Based on this last finding, the authors note that for-profit four-year colleges, “not only charged higher-than-average net prices but also left a larger share of their students unable to repay their student loans.
“This point is especially problematic given what our prior analyses revealed about underserved students’ enrollment trends at for-profit institutions in past economic downturns.”
How Instructional Spending Influences Higher Ed Outcomes
To explain how HPLQs like for-profit four-year colleges continue to have poor outcomes for their students, researchers examined the instructional spending data that each college and university is required to report periodically every year.
In the analysis, for-profit four-year colleges were found to not invest a lot of their resources for instructional purposes, rather they were spent mostly in advertising endeavors.
“For-profit institutions account for roughly 40% of all spending on higher education advertising despite enrolling only about 6% of college students,” stated the report.
To put the instructional spending into perspective, HPLQ institutions were found to have spent an average of $5,510 per full-time equivalent student, whereas all other institution types spent nearly double that amount, averaging $10,215 per FTE student.
While the prioritization of advertising over instruction may seem to be the sole culprit in poor outcomes for students, the prospect of institutions closing can be devasting as well, especially for underserved students who end up crippling student loan debt and do not have the chance to complete their degrees.
What Policymakers Can Do to Help
In an effort at transparency, institutions deemed as high-price low-quality institutions should be formally designated as such on the College Scorecard and the Free Application for Federal Student Aid, or FAFSA, for prospective college students.

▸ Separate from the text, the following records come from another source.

//! The `Connection` capability has a database on the other end; this is its
//! sibling for session state -- an opaque key/value store the core neither
//! signs, encrypts, nor persists itself.
//!
use crate::Error;
use std::sync::Arc;

/// A cloneable handle to a [`SessionStore`](trait.SessionStore.html)
/// implementation, bound to one request's session.
///
#[derive(Clone)]
pub struct SessionIf(Arc<dyn SessionStore + Send + Sync>);

impl SessionIf {
    /// Wrap `store` for use by handlers.
    ///
    pub fn new(store: Arc<dyn SessionStore + Send + Sync>) -> Self {
        Self(store)
    }

    /// Look up `key`.
    ///
    pub fn get(&self, key: &str) -> Option<String> {
        self.0.get(key)
    }

    /// Store `value` under `key`.
    ///
    pub fn set(&self, key: &str, value: &str) -> Result<(), Error> {
        self.0.set(key, value)
    }

    /// Remove `key`, if present.
    ///
    pub fn remove(&self, key: &str) {
        self.0.remove(key)
    }

    /// Forget every key.
    ///
    pub fn clear(&self) {
        self.0.clear()
    }

    /// Rotate the underlying session identity while keeping its data,
    /// defeating session fixation across a login boundary. Implementations
    /// that do not track an identity separate from their data may treat this
    /// as a no-op.
    ///
    pub fn renew(&self) {
        self.0.renew()
    }
}

/// The adapter-facing half of the session capability.
///
/// Cookie attributes, signing, and storage location are deployment concerns
/// outside this trait; an implementation is free to back it with an
/// in-memory map, a signed cookie, or a database row.
///
pub trait SessionStore: Send + Sync {
    /// See [`SessionIf::get()`](struct.SessionIf.html#method.get).
    ///
    fn get(&self, key: &str) -> Option<String>;

    /// See [`SessionIf::set()`](struct.SessionIf.html#method.set).
    ///
    fn set(&self, key: &str, value: &str) -> Result<(), Error>;

    /// See [`SessionIf::remove()`](struct.SessionIf.html#method.remove).
    ///
    fn remove(&self, key: &str);

    /// See [`SessionIf::clear()`](struct.SessionIf.html#method.clear).
    ///
    fn clear(&self);

    /// See [`SessionIf::renew()`](struct.SessionIf.html#method.renew).
    ///
    fn renew(&self) {}
}

/// An in-process [`SessionStore`](trait.SessionStore.html) backed by a
/// mutex-guarded map. Adequate for tests and single-process deployments;
/// production adapters typically delegate to the host framework's own
/// session extension instead (e.g. a signed cookie).
///
#[derive(Default)]
pub struct MemorySessionStore(std::sync::Mutex<std::collections::HashMap<String, String>>);

impl MemorySessionStore {
    /// A fresh, empty store.
    ///
    pub fn new() -> Self {
        Self::default()
    }
}

impl SessionStore for MemorySessionStore {
    fn get(&self, key: &str) -> Option<String> {
        self.0.lock().unwrap().get(key).cloned()
    }

    fn set(&self, key: &str, value: &str) -> Result<(), Error> {
        self.0.lock().unwrap().insert(key.to_string(), value.to_string());
        Ok(())
    }

    fn remove(&self, key: &str) {
        self.0.lock().unwrap().remove(key);
    }

    fn clear(&self) {
        self.0.lock().unwrap().clear();
    }
}

#[cfg(test)]
mod tests {
    use super::*;

    #[test]
    fn memory_store_round_trips() {
        let store = SessionIf::new(Arc::new(MemorySessionStore::new()));
        assert_eq!(store.get("k"), None);
        store.set("k", "v").unwrap();
        assert_eq!(store.get("k"), Some("v".to_string()));
        store.remove("k");
        assert_eq!(store.get("k"), None);
    }

    #[test]
    fn clear_forgets_everything() {
        let store = SessionIf::new(Arc::new(MemorySessionStore::new()));
        store.set("a", "1").unwrap();
        store.set("b", "2").unwrap();
        store.clear();
        assert_eq!(store.get("a"), None);
        assert_eq!(store.get("b"), None);
    }
}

Additionally reforms should be made to IPEDS data collections from the National Center for Education Statistics.
Rodney Hughes, one of the authors of the Third Way report, spoke to The Well News about the specific reforms that should be made to IPEDS data.
“I think what would be ideal here is to see a measure of expenditures on marketing or advertising in the IPEDS dataset.
“IPEDS currently reports some broken-out expenditure categories, but marketing expenses right now are not separable from other ‘student services’ like admissions and financial aid counseling, and they all end up in the same expense category.
“With such a stark difference across sectors in spending on advertising, and what we would think of as big differences in the benefit to students from some of these advising activities vs. straight marketing, it would be helpful to see a separate marketing expense amount in IPEDS for each institution every year.”
To keep institutions accountable, the authors propose that lawmakers reinstate the gainful employment rule, a mechanism that was designed to close down career training programs that left graduates with more debt than what they earned in their careers.
The gainful employment rule, which was repealed by the Trump administration, aimed to ultimately prepare students in obtaining gainful employment. Yet the Education Department acknowledged that the rule’s repeal will cost taxpayers $6.2 billion over the next 10 years.